======== AVAILABLE DATA ========

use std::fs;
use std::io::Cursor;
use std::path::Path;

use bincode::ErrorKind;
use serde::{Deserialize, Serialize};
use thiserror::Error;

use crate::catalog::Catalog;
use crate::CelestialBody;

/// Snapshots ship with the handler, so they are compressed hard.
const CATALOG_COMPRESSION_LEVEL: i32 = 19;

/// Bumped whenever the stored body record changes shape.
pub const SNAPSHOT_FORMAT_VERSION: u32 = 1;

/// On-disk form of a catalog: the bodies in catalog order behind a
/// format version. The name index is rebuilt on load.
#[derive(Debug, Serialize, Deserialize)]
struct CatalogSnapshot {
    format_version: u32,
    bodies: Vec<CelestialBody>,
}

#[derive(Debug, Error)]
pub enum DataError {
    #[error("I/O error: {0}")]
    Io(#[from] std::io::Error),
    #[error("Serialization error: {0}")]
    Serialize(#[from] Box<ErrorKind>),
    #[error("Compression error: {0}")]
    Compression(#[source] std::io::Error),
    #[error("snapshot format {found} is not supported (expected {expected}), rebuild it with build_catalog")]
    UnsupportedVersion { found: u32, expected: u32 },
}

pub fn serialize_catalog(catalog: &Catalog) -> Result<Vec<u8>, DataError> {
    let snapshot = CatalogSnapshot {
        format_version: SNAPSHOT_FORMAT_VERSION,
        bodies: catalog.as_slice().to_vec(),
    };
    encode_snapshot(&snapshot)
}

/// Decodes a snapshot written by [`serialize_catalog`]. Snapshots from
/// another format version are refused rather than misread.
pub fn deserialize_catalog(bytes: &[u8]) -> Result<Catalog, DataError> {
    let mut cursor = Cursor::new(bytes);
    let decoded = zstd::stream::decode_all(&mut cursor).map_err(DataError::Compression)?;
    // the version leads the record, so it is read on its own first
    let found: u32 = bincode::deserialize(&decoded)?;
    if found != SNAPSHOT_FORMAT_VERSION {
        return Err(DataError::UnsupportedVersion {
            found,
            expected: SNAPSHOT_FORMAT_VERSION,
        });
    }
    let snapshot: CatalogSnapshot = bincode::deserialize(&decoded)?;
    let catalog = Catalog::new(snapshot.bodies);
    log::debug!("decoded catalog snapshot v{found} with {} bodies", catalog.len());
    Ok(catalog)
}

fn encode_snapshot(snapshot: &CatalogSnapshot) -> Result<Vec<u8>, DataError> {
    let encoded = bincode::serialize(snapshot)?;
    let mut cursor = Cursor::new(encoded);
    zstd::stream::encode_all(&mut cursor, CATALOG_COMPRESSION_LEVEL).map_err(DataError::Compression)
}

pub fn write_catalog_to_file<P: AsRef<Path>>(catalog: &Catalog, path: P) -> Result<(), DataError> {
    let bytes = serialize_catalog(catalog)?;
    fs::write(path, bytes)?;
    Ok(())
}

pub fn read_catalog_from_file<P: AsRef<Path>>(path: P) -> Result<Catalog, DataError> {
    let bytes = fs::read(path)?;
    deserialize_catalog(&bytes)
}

========
======== AVAILABLE DATA ========

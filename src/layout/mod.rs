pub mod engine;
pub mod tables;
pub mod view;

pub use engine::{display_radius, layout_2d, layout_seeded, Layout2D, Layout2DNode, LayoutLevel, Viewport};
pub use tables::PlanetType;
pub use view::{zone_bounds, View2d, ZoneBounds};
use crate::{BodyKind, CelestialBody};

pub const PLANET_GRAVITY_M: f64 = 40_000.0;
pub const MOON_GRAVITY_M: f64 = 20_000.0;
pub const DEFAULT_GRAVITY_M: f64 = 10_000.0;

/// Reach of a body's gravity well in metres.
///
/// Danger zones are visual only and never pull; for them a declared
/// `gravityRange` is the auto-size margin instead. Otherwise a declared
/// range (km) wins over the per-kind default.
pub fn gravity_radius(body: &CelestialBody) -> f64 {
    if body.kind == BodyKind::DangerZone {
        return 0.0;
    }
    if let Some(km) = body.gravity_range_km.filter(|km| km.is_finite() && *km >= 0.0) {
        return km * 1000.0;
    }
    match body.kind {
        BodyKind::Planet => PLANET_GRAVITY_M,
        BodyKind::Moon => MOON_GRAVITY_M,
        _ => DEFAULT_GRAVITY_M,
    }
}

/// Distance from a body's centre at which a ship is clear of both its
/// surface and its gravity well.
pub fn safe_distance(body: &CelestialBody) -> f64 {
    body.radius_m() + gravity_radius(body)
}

========

EXERCISE.
Pick out the lines above that hold the string "CelestialBody" and show them.

EXPECTED OUTPUT.
use crate::CelestialBody;
    bodies: Vec<CelestialBody>,
use crate::{BodyKind, CelestialBody};
pub fn gravity_radius(body: &CelestialBody) -> f64 {
pub fn safe_distance(body: &CelestialBody) -> f64 {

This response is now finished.